Required action
Give back every line of the material below that has the string "TcpStream".

Extracted entries
----------

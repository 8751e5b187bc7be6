//! Integration tests for the relay, driving an in-process server over real sockets.

use std::{collections::HashSet, net::SocketAddr, time::Duration};

use futures_util::{SinkExt, StreamExt};
use hiroba_server::{
    config::RelayConfig,
    infrastructure::dto::{
        http::SessionListDto,
        websocket::{ChatEventDto, ClientCommand, ServerEvent, UserDto},
    },
    ui::Server,
};
use tokio::{
    net::{TcpListener, TcpStream},
    sync::oneshot,
};
use tokio_tungstenite::{MaybeTlsStream, WebSocketStream, connect_async, tungstenite::Message};

type Ws = WebSocketStream<MaybeTlsStream<TcpStream>>;

const RECV_TIMEOUT: Duration = Duration::from_secs(5);
const SILENCE: Duration = Duration::from_millis(300);

/// Helper struct to manage an in-process relay
struct TestRelay {
    addr: SocketAddr,
    shutdown: Option<oneshot::Sender<()>>,
}

impl TestRelay {
    /// Start a relay on an ephemeral port
    async fn start(pool_size: usize) -> Self {
        let listener = TcpListener::bind("127.0.0.1:0").await.unwrap();
        let addr = listener.local_addr().unwrap();
        let config = RelayConfig::new("127.0.0.1", addr.port()).with_pool_size(pool_size);
        let server = Server::from_config(&config);

        let (shutdown_tx, shutdown_rx) = oneshot::channel::<()>();
        tokio::spawn(server.serve(listener, async move {
            let _ = shutdown_rx.await;
        }));

        Self {
            addr,
            shutdown: Some(shutdown_tx),
        }
    }

    fn ws_url(&self) -> String {
        format!("ws://{}/ws", self.addr)
    }

    fn http_url(&self, path: &str) -> String {
        format!("http://{}{}", self.addr, path)
    }

    async fn connect(&self) -> Ws {
        let (ws, _) = connect_async(self.ws_url()).await.unwrap();
        ws
    }

    /// Connect and consume `init` and the first roster
    async fn join(&self) -> (Ws, UserDto) {
        let mut ws = self.connect().await;
        let ServerEvent::Init { user } = next_event(&mut ws).await else {
            panic!("first event must be init");
        };
        let ServerEvent::Users { .. } = next_event(&mut ws).await else {
            panic!("second event must be a roster");
        };
        (ws, user)
    }
}

impl Drop for TestRelay {
    fn drop(&mut self) {
        if let Some(tx) = self.shutdown.take() {
            let _ = tx.send(());
        }
    }
}

/// Wait for the next JSON event, skipping control frames
async fn next_event(ws: &mut Ws) -> ServerEvent {
    loop {
        let msg = tokio::time::timeout(RECV_TIMEOUT, ws.next())
            .await
            .expect("timed out waiting for an event")
            .expect("stream ended")
            .expect("websocket error");
        match msg {
            Message::Text(text) => {
                return ServerEvent::parse(text.as_str())
                    .unwrap_or_else(|| panic!("unparseable event: {}", text.as_str()));
            }
            Message::Close(frame) => panic!("connection closed: {:?}", frame),
            _ => continue,
        }
    }
}

/// Skip roster updates until a chat arrives
async fn next_chat(ws: &mut Ws) -> ChatEventDto {
    loop {
        match next_event(ws).await {
            ServerEvent::Chat(chat) => return chat,
            ServerEvent::Users { .. } => continue,
            other => panic!("unexpected event: {:?}", other),
        }
    }
}

/// Wait for the next roster and return its identity ids
async fn next_roster(ws: &mut Ws) -> Vec<String> {
    match next_event(ws).await {
        ServerEvent::Users { users } => users.into_iter().map(|u| u.id).collect(),
        other => panic!("expected roster, got {:?}", other),
    }
}

/// Assert that no text frame arrives within a short window
async fn assert_silent(ws: &mut Ws) {
    let deadline = tokio::time::Instant::now() + SILENCE;
    loop {
        match tokio::time::timeout_at(deadline, ws.next()).await {
            Err(_) => return,
            Ok(Some(Ok(Message::Text(text)))) => {
                panic!("unexpected event: {}", text.as_str())
            }
            Ok(Some(Ok(_))) => continue,
            Ok(other) => panic!("connection ended: {:?}", other),
        }
    }
}

async fn send_chat(ws: &mut Ws, content: &str) {
    let json = ClientCommand::chat(content).to_json().unwrap();
    ws.send(Message::text(json)).await.unwrap();
}

#[tokio::test]
async fn test_three_sessions_chat_reaches_everyone_but_sender() {
    // テスト項目: 3 セッションが Alice, Bob, Charlie を受け取り、Bob のチャットは Alice と Charlie にだけ届く
    // given (前提条件):
    let relay = TestRelay::start(3).await;
    let (mut alice, alice_user) = relay.join().await;
    let (mut bob, bob_user) = relay.join().await;
    assert_eq!(next_roster(&mut alice).await, vec!["user2"]);
    let (mut charlie, charlie_user) = relay.join().await;
    assert_eq!(next_roster(&mut alice).await, vec!["user2", "user3"]);
    assert_eq!(next_roster(&mut bob).await, vec!["user1", "user3"]);

    // when (操作):
    send_chat(&mut bob, "hi").await;

    // then (期待する結果):
    assert_eq!(
        (alice_user.id.as_str(), alice_user.name.as_str()),
        ("user1", "Alice")
    );
    assert_eq!((bob_user.id.as_str(), bob_user.name.as_str()), ("user2", "Bob"));
    assert_eq!(
        (charlie_user.id.as_str(), charlie_user.name.as_str()),
        ("user3", "Charlie")
    );

    for ws in [&mut alice, &mut charlie] {
        let chat = next_chat(ws).await;
        assert_eq!(chat.sender_id, "user2");
        assert_eq!(chat.sender_name, "Bob");
        assert_eq!(chat.content, "hi");
        assert!(hiroba_shared::time::iso8601_to_millis(&chat.timestamp).is_some());
    }
    assert_silent(&mut bob).await;
    assert_silent(&mut alice).await;
    assert_silent(&mut charlie).await;
}

#[tokio::test]
async fn test_newcomer_roster_excludes_itself() {
    // テスト項目: 新しいセッションが受け取るロスターには自分が含まれない
    // given (前提条件):
    let relay = TestRelay::start(3).await;
    let (_alice, _) = relay.join().await;

    // when (操作):
    let mut bob = relay.connect().await;
    let init = next_event(&mut bob).await;
    let roster = next_roster(&mut bob).await;

    // then (期待する結果):
    let ServerEvent::Init { user } = init else {
        panic!("expected init");
    };
    assert_eq!(user.id, "user2");
    assert_eq!(roster, vec!["user1"]);
}

#[tokio::test]
async fn test_connection_beyond_pool_is_closed_without_init() {
    // テスト項目: プールサイズを超えた接続は init を受け取らずに閉じられる
    // given (前提条件):
    let relay = TestRelay::start(1).await;
    let (mut alice, _) = relay.join().await;

    // when (操作):
    let mut extra = relay.connect().await;
    let first = tokio::time::timeout(RECV_TIMEOUT, extra.next())
        .await
        .expect("timed out waiting for close");

    // then (期待する結果):
    match first {
        Some(Ok(Message::Close(Some(frame)))) => assert_eq!(u16::from(frame.code), 1013),
        Some(Ok(Message::Close(None))) | None | Some(Err(_)) => {}
        Some(Ok(other)) => panic!("expected close, got {:?}", other),
    }
    // 既存のセッションには何も届かない
    assert_silent(&mut alice).await;
}

#[tokio::test]
async fn test_departure_updates_remaining_rosters() {
    // テスト項目: 切断後、残りのセッションに自分を除いたロスターが届く
    // given (前提条件):
    let relay = TestRelay::start(3).await;
    let (mut alice, _) = relay.join().await;
    let (mut bob, _) = relay.join().await;
    next_roster(&mut alice).await;
    let (mut charlie, _) = relay.join().await;
    next_roster(&mut alice).await;
    next_roster(&mut bob).await;

    // when (操作):
    bob.close(None).await.unwrap();

    // then (期待する結果):
    assert_eq!(next_roster(&mut alice).await, vec!["user3"]);
    assert_eq!(next_roster(&mut charlie).await, vec!["user1"]);
}

#[tokio::test]
async fn test_released_identity_is_reused() {
    // テスト項目: 切断で返却された Identity は次の接続に割り当てられる
    // given (前提条件):
    let relay = TestRelay::start(3).await;
    let (mut alice, _) = relay.join().await;
    let (mut bob, _) = relay.join().await;
    next_roster(&mut alice).await;

    // when (操作):
    alice.close(None).await.unwrap();
    assert!(next_roster(&mut bob).await.is_empty());
    let (_newcomer, user) = relay.join().await;

    // then (期待する結果):
    assert_eq!(user.id, "user1");
    assert_eq!(user.name, "Alice");
}

#[tokio::test]
async fn test_messages_from_one_sender_keep_order() {
    // テスト項目: 同じ送信者のメッセージは送信順に届く
    // given (前提条件):
    let relay = TestRelay::start(2).await;
    let (mut alice, _) = relay.join().await;
    let (mut bob, _) = relay.join().await;
    next_roster(&mut alice).await;

    // when (操作):
    for i in 0..20 {
        send_chat(&mut alice, &format!("M{}", i)).await;
    }

    // then (期待する結果):
    for i in 0..20 {
        assert_eq!(next_chat(&mut bob).await.content, format!("M{}", i));
    }
}

#[tokio::test]
async fn test_broken_recipient_does_not_block_others() {
    // テスト項目: B のトランスポートが壊れても、A のメッセージは C に届く
    // given (前提条件):
    let relay = TestRelay::start(3).await;
    let (mut a, _) = relay.join().await;
    let (b, _) = relay.join().await;
    next_roster(&mut a).await;
    let (mut c, _) = relay.join().await;
    next_roster(&mut a).await;

    // when (操作): B はクローズハンドシェイクなしで切断される
    drop(b);
    send_chat(&mut a, "still here").await;

    // then (期待する結果):
    let chat = next_chat(&mut c).await;
    assert_eq!(chat.sender_id, "user1");
    assert_eq!(chat.content, "still here");
}

#[tokio::test]
async fn test_malformed_payloads_are_ignored() {
    // テスト項目: 不正なペイロードは無視され、接続は維持される
    // given (前提条件):
    let relay = TestRelay::start(2).await;
    let (mut alice, _) = relay.join().await;
    let (mut bob, _) = relay.join().await;
    next_roster(&mut alice).await;

    // when (操作):
    alice.send(Message::text("not json")).await.unwrap();
    alice
        .send(Message::text(r#"{"type":"typing"}"#))
        .await
        .unwrap();
    alice
        .send(Message::text(r#"{"type":"chat","content":""}"#))
        .await
        .unwrap();
    send_chat(&mut alice, "valid").await;

    // then (期待する結果):
    let ServerEvent::Chat(chat) = next_event(&mut bob).await else {
        panic!("expected chat");
    };
    assert_eq!(chat.content, "valid");
    assert_silent(&mut bob).await;
}

#[tokio::test]
async fn test_client_supplied_sender_is_ignored() {
    // テスト項目: クライアントが申告した送信者情報は無視され、セッションの Identity が使われる
    // given (前提条件):
    let relay = TestRelay::start(2).await;
    let (mut alice, _) = relay.join().await;
    let (mut bob, _) = relay.join().await;
    next_roster(&mut alice).await;

    // when (操作):
    bob.send(Message::text(
        r#"{"type":"chat","content":"spoof","senderId":"user9","senderName":"Mallory"}"#,
    ))
    .await
    .unwrap();

    // then (期待する結果):
    let chat = next_chat(&mut alice).await;
    assert_eq!(chat.sender_id, "user2");
    assert_eq!(chat.sender_name, "Bob");
}

#[tokio::test(flavor = "multi_thread", worker_threads = 4)]
async fn test_concurrent_connects_receive_distinct_identities() {
    // テスト項目: プールサイズ以下の同時接続には互いに異なる Identity が割り当てられる
    // given (前提条件):
    let pool_size = 8;
    let relay = TestRelay::start(pool_size).await;
    let url = relay.ws_url();

    // when (操作):
    let handles: Vec<_> = (0..pool_size)
        .map(|_| {
            let url = url.clone();
            tokio::spawn(async move {
                let (mut ws, _) = connect_async(url).await.unwrap();
                let ServerEvent::Init { user } = next_event(&mut ws).await else {
                    panic!("first event must be init");
                };
                (ws, user.id)
            })
        })
        .collect();
    let mut sockets = Vec::new();
    let mut ids = HashSet::new();
    for handle in handles {
        let (ws, id) = handle.await.unwrap();
        sockets.push(ws);
        ids.insert(id);
    }

    // then (期待する結果):
    assert_eq!(ids.len(), pool_size);
}

#[tokio::test]
async fn test_root_path_accepts_upgrades() {
    // テスト項目: ルートパスでも WebSocket のアップグレードを受け付ける
    // given (前提条件):
    let relay = TestRelay::start(3).await;

    // when (操作):
    let (mut ws, _) = connect_async(format!("ws://{}/", relay.addr))
        .await
        .unwrap();

    // then (期待する結果):
    assert!(matches!(
        next_event(&mut ws).await,
        ServerEvent::Init { .. }
    ));
}

#[tokio::test]
async fn test_health_endpoint() {
    // テスト項目: ヘルスチェックが {"status":"ok"} を返す
    // given (前提条件):
    let relay = TestRelay::start(3).await;

    // when (操作):
    let body: serde_json::Value = reqwest::get(relay.http_url("/api/health"))
        .await
        .unwrap()
        .json()
        .await
        .unwrap();

    // then (期待する結果):
    assert_eq!(body, serde_json::json!({"status": "ok"}));
}

#[tokio::test]
async fn test_sessions_endpoint_lists_live_sessions_in_arrival_order() {
    // テスト項目: セッション一覧 API が接続中のセッションを到着順に返す
    // given (前提条件):
    let relay = TestRelay::start(3).await;
    let (mut alice, _) = relay.join().await;
    let (_bob, _) = relay.join().await;
    next_roster(&mut alice).await;

    // when (操作):
    let listing: SessionListDto = reqwest::get(relay.http_url("/api/sessions"))
        .await
        .unwrap()
        .json()
        .await
        .unwrap();

    // then (期待する結果):
    assert_eq!(listing.capacity, 3);
    let ids: Vec<&str> = listing.sessions.iter().map(|s| s.user.id.as_str()).collect();
    assert_eq!(ids, vec!["user1", "user2"]);
    assert!(
        listing
            .sessions
            .iter()
            .all(|s| hiroba_shared::time::iso8601_to_millis(&s.connected_at).is_some())
    );
}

----------

Answer section
    net::{TcpListener, TcpStream},
type Ws = WebSocketStream<MaybeTlsStream<TcpStream>>;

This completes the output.